虽说已经厌烦应付这样的事情,但四月在这些年的沉淀中早已知晓怎样应付赵氏。
她脸上带了委屈的神情,看着赵氏道:“母亲也体谅体谅我,这些年哪是我不让夫君纳妾。”
“夫君公务繁忙,也未跟我提过纳妾的心思。”
“若是夫君有那心思,我早顺从夫君了。”
“如今母亲硬塞个人来,夫君若是不喜,岂不是怪在我头上?”
赵氏脸色沉沉的站起来,居高临下的看着四月:“你是顾家的儿媳,若是连这点事也办不好,那这些年也是枉费了。”
“我还是你的婆婆,我既决定的事情,你只下去做就是。”
“不过个名头,要了你的命去?”
“况且秋如的身份摆在那里,有个戏子的母亲,一辈子也别想有其他心思,只能给我老老实实伏低做小的做个妾,她敢有其他心思,便是我也不答应,打死了去。”
她又看着四月:“再这天下还没哪个儿媳敢忤逆了婆婆去,你只做好你的本分,劝慰好你的夫君。”
“我前头的话已说的清楚,赵秋如进府了任你处置,你再不答应,可不要闹的到时候你我都脸上难看。”
赵氏说着又冷冷看四
月一眼,甩袖就往外头走。
赵秋如就一直站在外头的,见到赵氏出来,连忙怯生生喊了一声姑母。
赵氏眼色威严的看她一眼,皱眉低声道:“便留在这里,你表嫂知道怎么安顿你。”
赵氏说罢拢着袖子就带着几个嬷嬷往外面走。
四月追出来就只看到赵氏的背影,和站在旁边低着头不敢看她的赵秋如。
四月不由看向赵秋如,看着她胆小的咬着唇,那双眼儿都不敢抬起来,一如从前的自己。
她虽不愿赵秋如进来做妾,但也并不是讨厌她。
赵氏的确考虑的周到,赵秋如若是去其他大族里做妾,这容貌是说的过去的,可容貌也是双刃剑,难免受些搓磨,就如她自己一样。
让赵秋如留在她这做妾,赵氏知道她不会太为难赵秋如,还能给她一生顺遂。
毕竟称呼上是自己表亲,能怎么为难。
赵氏现在不管不顾的将人给留在这儿了,四月皱眉到底该怎么处置。
这时后旁边的赵秋如见四月一直不说话,就怯生生喊了一声:“顾夫人。”
这声顾夫人喊的四月一愣,看向了赵秋如。
若是她叫她表嫂,四月还能看出她的心思,现在她叫她顾夫人,那便是将自己当作是顾家的人了。

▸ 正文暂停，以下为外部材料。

use crate::model::TfsentryConfigV1;
use anyhow::Context;
use camino::Utf8PathBuf;
use globset::Glob;
use std::time::Duration;
use tfsentry_policy::{CorpusRoot, RegoVersion};
use tfsentry_target::FileOrder;
use tfsentry_types::ids::DEFAULT_REFERENCE_URL_BASE;

pub const DEFAULT_POLICY_DIR: &str = "policies";
pub const DEFAULT_TIMEOUT_SECS: u64 = 300;

/// How a directory target is scanned.
#[derive(Clone, Copy, Debug, Default, PartialEq, Eq)]
pub enum ScanMode {
    /// One report per file; files are independent work units.
    #[default]
    PerFile,
    /// All files merged into one document and one report.
    Merged,
}

/// Which findings fail the run.
#[derive(Clone, Copy, Debug, Default, PartialEq, Eq)]
pub enum FailOn {
    #[default]
    Fail,
    Warn,
    Never,
}

/// Values supplied outside the config file, highest precedence first.
#[derive(Clone, Debug, Default)]
pub struct Overrides {
    pub policy_dir: Option<String>,
    /// `POLICY_DIR` from the environment; loses to `policy_dir`, beats the file.
    pub env_policy_dir: Option<String>,
    pub libraries: Vec<String>,
    pub mode: Option<String>,
    pub jobs: Option<usize>,
    pub timeout_secs: Option<u64>,
    pub fail_on: Option<String>,
    pub exclude: Vec<String>,
}

#[derive(Clone, Debug, PartialEq, Eq)]
pub struct EffectiveSettings {
    pub policy_dir: Utf8PathBuf,
    pub libraries: Vec<Utf8PathBuf>,
    pub rego_version: RegoVersion,
    pub mode: ScanMode,
    pub jobs: usize,
    /// `None` disables the deadline.
    pub timeout: Option<Duration>,
    pub file_order: FileOrder,
    pub exclude: Vec<String>,
    pub source_metadata: bool,
    pub fail_on: FailOn,
    pub reference_url_base: String,
    pub include_code: bool,
}

impl Default for EffectiveSettings {
    fn default() -> Self {
        let policy_dir = Utf8PathBuf::from(DEFAULT_POLICY_DIR);
        Self {
            libraries: vec![default_library(&policy_dir)],
            policy_dir,
            rego_version: RegoVersion::default(),
            mode: ScanMode::default(),
            jobs: 0,
            timeout: Some(Duration::from_secs(DEFAULT_TIMEOUT_SECS)),
            file_order: FileOrder::default(),
            exclude: Vec::new(),
            source_metadata: true,
            fail_on: FailOn::default(),
            reference_url_base: DEFAULT_REFERENCE_URL_BASE.to_string(),
            include_code: true,
        }
    }
}

impl EffectiveSettings {
    /// Library roots (optional) followed by the policy root (required).
    pub fn corpus_roots(&self) -> Vec<CorpusRoot> {
        self.libraries
            .iter()
            .cloned()
            .map(CorpusRoot::optional)
            .chain(std::iter::once(CorpusRoot::required(self.policy_dir.clone())))
            .collect()
    }
}

fn default_library(policy_dir: &Utf8PathBuf) -> Utf8PathBuf {
    policy_dir.join("..").join("lib")
}

pub fn resolve_config(
    cfg: TfsentryConfigV1,
    overrides: Overrides,
) -> anyhow::Result<EffectiveSettings> {
    let mut effective = EffectiveSettings::default();

    // Policy roots
    let policy_dir = overrides
        .policy_dir
        .or(overrides.env_policy_dir)
        .or(cfg.policies.dir)
        .unwrap_or_else(|| DEFAULT_POLICY_DIR.to_string());
    effective.policy_dir = Utf8PathBuf::from(policy_dir);

    effective.libraries = if !overrides.libraries.is_empty() {
        overrides.libraries.into_iter().map(Utf8PathBuf::from).collect()
    } else if let Some(libraries) = cfg.policies.libraries {
        libraries.into_iter().map(Utf8PathBuf::from).collect()
    } else {
        vec![default_library(&effective.policy_dir)]
    };

    if let Some(version) = cfg.policies.rego_version.as_deref() {
        effective.rego_version = parse_rego_version(version)?;
    }

    // Scan
    if let Some(mode) = overrides.mode.or(cfg.scan.mode) {
        effective.mode = parse_scan_mode(&mode)?;
    }
    if let Some(jobs) = overrides.jobs.or(cfg.scan.jobs) {
        effective.jobs = jobs;
    }
    if let Some(secs) = overrides.timeout_secs.or(cfg.scan.timeout_secs) {
        effective.timeout = (secs > 0).then(|| Duration::from_secs(secs));
    }
    if let Some(order) = cfg.scan.file_order.as_deref() {
        effective.file_order = parse_file_order(order)?;
    }
    effective.exclude = cfg.scan.exclude;
    effective.exclude.extend(overrides.exclude);
    validate_globs(&effective.exclude)?;
    if let Some(source_metadata) = cfg.scan.source_metadata {
        effective.source_metadata = source_metadata;
    }

    // Report
    if let Some(fail_on) = overrides.fail_on.or(cfg.report.fail_on) {
        effective.fail_on = parse_fail_on(&fail_on)?;
    }
    if let Some(base) = cfg.report.reference_url_base {
        effective.reference_url_base = base;
    }
    if let Some(include_code) = cfg.report.include_code {
        effective.include_code = include_code;
    }

    Ok(effective)
}

fn validate_globs(patterns: &[String]) -> anyhow::Result<()> {
    for pattern in patterns {
        Glob::new(pattern).with_context(|| format!("invalid exclude glob: {pattern}"))?;
    }
    Ok(())
}

pub fn parse_scan_mode(v: &str) -> anyhow::Result<ScanMode> {
    match v {
        "per-file" | "file" => Ok(ScanMode::PerFile),
        "merged" | "directory" => Ok(ScanMode::Merged),
        other => anyhow::bail!("unknown scan mode: {other} (expected per-file|merged)"),
    }
}

pub fn parse_fail_on(v: &str) -> anyhow::Result<FailOn> {
    match v {
        "fail" | "error" => Ok(FailOn::Fail),
        "warn" | "warning" => Ok(FailOn::Warn),
        "never" => Ok(FailOn::Never),
        other => anyhow::bail!("unknown fail_on: {other} (expected fail|warn|never)"),
    }
}

fn parse_file_order(v: &str) -> anyhow::Result<FileOrder> {
    match v {
        "lexical" => Ok(FileOrder::Lexical),
        "listing" => Ok(FileOrder::Listing),
        other => anyhow::bail!("unknown file_order: {other} (expected lexical|listing)"),
    }
}

fn parse_rego_version(v: &str) -> anyhow::Result<RegoVersion> {
    match v {
        "v1" => Ok(RegoVersion::V1),
        "v0" => Ok(RegoVersion::V0),
        other => anyhow::bail!("unknown rego_version: {other} (expected v1|v0)"),
    }
}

四月只看了这赵秋如几眼,还摸不清她性子,抿着唇也未应她,转头问向身边的嬷嬷:“西院是不是还有个空着的厢房?”
云嬷嬷忙上前道:“是空了一间。”
四月点点头,低声道:“先带她去那儿歇着。”
云嬷嬷应着就看向赵秋如,脸上的表情不冷不淡,只道:“表小姐,跟老奴走吧。”
赵秋如听了这句表小姐一愣,连忙反应过来,对着四月福了礼又低着头跟着云嬷嬷走。
赵秋如一走,四月回了内室,靠在贵妃榻上揉眉凝神。
春桃走到四月的身边小声道:“夫人现在怎么办?”
四月垂眉叹息:“母亲的意思已经很明白了,这个赵秋如是要硬放在我这儿了。”
“就算是我不愿,我也不能将人送回去,那便是忤逆了婆婆。”
“到时候一顶不敬公婆的帽子扣下来,京城里的妇人难免议论我。”
说着四月抬眉看着窗外:“况且府里这些年一直没有妾室,若是来了个妾室我又送走,怕是该说我善妒了。”
“并且这妾室还是我婆婆送来的,家里的亲戚,我实在不好出面。”
春桃听着也难受,有些不平的低声道:“哪有婆婆这般添堵的?”
“大人都没说纳妾,偏
偏大夫人忙活。”
四月皱眉:“这事复杂,母亲也不过想快些将这烫手山芋扔到我这儿罢了,倒不是一定要将人塞到我这里。”
她身子向后靠去,手指抚在自己的肚子上,又低声道:“只是要为赵秋如找一门亲事,还是在京城为她找,着实有些难。”
春桃这时候忽然道:“上回夫人回娘家,魏夫人不是说想找个丫头做妾么?奴婢看要不将赵秋如送过去?”
“又是您娘家人,魏夫人也是个好脾气的,定然也不会受委屈。”
四月看了眼春桃:“这不是又拿去给别人添堵了?”
“万宁贞要自己知根知底的丫头,赵秋如容貌生的好,万宁贞能放心?”
“私底下怕是怎么怪我。”
说着四月撑着额头,低声道:“等晚上再说吧。”
春桃看着四月疲惫的神情,忽然低声道:“其实奴婢觉得留着那个赵秋如也可以。”
见着四月的眸光看过来,春桃就忙道:“这些日子奴婢瞧着您在房事上多疲惫,头三月过去了,大人又如前头一样,您的身子还有身孕,这样下去日子久了您的身子哪能吃得消?”